Copy out all lines from the entries below in which "orphan" occurs.

##### Given data #####

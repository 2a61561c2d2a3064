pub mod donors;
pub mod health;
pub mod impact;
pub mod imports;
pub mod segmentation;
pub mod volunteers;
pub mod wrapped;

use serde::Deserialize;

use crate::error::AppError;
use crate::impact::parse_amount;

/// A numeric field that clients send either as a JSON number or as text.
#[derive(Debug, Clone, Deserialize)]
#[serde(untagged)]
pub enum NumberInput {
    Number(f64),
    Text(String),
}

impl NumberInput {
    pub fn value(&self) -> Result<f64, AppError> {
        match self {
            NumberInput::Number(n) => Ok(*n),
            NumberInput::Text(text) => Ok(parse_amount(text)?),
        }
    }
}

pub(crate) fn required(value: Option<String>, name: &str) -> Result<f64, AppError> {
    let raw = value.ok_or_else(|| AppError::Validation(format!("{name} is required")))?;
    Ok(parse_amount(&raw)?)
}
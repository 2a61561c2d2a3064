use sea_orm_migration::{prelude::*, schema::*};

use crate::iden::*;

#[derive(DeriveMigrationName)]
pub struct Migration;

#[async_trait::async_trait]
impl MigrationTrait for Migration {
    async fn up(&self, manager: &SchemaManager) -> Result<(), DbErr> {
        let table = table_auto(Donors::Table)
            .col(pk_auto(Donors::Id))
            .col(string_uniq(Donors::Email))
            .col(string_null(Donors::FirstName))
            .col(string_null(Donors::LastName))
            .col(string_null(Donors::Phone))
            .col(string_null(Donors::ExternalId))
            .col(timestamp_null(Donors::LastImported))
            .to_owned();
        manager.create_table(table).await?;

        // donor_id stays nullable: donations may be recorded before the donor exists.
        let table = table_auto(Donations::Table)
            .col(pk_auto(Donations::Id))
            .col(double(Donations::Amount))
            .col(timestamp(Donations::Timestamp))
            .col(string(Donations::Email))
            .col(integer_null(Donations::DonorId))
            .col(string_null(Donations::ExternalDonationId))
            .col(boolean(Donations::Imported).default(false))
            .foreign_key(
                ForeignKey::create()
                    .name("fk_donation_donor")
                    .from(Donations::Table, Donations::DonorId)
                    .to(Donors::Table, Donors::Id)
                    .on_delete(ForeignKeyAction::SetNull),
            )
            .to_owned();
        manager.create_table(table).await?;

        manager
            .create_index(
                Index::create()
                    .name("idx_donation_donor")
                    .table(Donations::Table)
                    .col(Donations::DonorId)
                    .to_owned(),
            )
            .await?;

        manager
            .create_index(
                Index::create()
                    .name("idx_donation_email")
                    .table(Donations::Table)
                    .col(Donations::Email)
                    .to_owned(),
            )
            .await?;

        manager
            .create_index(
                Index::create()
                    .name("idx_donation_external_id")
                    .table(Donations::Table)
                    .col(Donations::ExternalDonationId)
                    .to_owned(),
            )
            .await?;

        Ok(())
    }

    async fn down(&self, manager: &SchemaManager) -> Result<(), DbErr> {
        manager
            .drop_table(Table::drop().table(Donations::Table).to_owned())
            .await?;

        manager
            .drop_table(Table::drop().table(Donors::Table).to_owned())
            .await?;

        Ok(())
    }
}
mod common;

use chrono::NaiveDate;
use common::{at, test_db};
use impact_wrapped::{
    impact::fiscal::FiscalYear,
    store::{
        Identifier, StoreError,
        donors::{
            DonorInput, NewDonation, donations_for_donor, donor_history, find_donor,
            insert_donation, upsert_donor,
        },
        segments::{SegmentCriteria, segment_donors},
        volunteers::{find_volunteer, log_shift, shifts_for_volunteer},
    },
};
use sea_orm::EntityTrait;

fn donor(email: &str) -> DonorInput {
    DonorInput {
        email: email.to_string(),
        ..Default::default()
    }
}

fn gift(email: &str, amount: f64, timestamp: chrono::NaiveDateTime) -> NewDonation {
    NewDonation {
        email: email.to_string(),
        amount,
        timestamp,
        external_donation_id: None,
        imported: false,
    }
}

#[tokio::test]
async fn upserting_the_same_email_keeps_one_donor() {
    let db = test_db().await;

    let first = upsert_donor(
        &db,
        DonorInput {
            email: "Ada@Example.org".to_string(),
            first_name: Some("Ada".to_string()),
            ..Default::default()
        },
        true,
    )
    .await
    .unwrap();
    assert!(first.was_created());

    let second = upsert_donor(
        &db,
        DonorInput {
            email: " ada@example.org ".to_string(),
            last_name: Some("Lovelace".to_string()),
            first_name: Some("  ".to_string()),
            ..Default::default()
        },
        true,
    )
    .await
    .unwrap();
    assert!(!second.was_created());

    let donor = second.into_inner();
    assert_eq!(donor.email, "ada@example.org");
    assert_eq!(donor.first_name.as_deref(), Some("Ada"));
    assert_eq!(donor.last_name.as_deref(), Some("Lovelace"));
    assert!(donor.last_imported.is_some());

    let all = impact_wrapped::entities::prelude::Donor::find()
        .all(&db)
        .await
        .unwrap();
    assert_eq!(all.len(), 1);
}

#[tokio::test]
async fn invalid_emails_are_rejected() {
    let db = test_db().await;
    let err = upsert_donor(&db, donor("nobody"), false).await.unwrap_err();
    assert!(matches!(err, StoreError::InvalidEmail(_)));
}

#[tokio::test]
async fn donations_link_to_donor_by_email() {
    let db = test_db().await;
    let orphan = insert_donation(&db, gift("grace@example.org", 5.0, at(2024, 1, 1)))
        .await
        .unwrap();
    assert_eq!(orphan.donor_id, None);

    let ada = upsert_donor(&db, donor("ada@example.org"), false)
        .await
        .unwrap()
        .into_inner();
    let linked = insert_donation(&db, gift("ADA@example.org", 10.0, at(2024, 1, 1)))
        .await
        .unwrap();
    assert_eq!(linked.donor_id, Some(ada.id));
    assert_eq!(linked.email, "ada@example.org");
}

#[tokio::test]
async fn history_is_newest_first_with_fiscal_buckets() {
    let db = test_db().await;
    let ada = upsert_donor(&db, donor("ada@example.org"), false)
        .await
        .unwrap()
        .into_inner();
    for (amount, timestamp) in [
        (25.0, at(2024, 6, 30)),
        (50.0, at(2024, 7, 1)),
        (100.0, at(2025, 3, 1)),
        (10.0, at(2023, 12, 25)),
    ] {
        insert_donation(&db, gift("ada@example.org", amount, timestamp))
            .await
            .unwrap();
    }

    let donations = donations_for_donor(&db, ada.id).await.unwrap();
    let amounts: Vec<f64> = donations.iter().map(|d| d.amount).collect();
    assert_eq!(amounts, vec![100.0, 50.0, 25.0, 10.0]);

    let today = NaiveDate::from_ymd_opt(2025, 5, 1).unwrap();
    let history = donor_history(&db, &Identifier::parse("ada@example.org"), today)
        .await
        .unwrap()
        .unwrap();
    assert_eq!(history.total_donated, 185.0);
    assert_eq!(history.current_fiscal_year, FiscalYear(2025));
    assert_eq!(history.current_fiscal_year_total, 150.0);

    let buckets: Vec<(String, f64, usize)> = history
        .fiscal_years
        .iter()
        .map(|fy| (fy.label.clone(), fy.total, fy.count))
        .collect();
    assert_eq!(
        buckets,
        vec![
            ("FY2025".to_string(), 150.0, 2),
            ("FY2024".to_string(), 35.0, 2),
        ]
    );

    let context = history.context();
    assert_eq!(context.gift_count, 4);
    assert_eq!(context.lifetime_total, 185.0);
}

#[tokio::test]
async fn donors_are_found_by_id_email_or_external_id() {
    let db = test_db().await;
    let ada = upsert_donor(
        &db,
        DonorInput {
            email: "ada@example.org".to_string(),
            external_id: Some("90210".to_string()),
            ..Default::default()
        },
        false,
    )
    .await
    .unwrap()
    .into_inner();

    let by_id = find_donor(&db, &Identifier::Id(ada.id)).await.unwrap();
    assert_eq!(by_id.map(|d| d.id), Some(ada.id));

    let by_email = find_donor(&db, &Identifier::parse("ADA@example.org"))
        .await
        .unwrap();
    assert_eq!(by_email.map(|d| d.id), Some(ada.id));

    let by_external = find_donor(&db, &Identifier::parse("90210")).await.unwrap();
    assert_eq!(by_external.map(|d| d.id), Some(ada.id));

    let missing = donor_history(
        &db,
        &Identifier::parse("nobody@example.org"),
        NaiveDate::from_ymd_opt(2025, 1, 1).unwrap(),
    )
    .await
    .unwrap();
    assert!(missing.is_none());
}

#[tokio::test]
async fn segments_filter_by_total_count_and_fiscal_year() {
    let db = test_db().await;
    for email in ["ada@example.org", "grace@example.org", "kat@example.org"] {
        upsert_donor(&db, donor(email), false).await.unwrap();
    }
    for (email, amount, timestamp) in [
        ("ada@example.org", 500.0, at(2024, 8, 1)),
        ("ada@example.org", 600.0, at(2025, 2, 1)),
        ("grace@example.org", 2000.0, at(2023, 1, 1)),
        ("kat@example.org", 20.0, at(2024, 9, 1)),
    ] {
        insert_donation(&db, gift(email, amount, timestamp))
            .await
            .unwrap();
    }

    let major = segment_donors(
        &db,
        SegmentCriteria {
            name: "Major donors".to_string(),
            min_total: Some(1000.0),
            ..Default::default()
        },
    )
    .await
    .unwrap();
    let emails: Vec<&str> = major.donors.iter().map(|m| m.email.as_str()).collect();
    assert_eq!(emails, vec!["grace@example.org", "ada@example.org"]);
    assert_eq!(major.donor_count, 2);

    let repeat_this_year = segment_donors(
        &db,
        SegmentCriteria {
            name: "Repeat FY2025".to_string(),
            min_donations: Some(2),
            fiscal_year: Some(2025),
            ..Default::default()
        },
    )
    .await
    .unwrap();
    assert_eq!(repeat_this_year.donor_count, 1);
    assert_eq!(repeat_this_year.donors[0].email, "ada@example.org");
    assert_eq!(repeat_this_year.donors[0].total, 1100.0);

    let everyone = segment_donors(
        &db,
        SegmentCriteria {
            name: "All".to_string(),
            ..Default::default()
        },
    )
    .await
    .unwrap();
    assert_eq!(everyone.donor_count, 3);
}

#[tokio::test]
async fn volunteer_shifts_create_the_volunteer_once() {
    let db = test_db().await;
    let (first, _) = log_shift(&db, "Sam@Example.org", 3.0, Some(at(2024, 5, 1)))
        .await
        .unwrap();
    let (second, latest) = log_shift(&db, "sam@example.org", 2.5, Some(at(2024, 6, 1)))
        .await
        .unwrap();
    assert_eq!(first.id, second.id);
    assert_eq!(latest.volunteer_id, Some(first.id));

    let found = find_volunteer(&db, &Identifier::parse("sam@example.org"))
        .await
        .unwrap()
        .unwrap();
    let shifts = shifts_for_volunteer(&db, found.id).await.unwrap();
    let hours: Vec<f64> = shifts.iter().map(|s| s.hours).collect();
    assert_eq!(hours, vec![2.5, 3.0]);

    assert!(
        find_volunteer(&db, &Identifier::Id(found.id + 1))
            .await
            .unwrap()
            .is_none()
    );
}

#####

◆ **Written answer**:
    let orphan = insert_donation(&db, gift("grace@example.org", 5.0, at(2024, 1, 1)))
    assert_eq!(orphan.donor_id, None);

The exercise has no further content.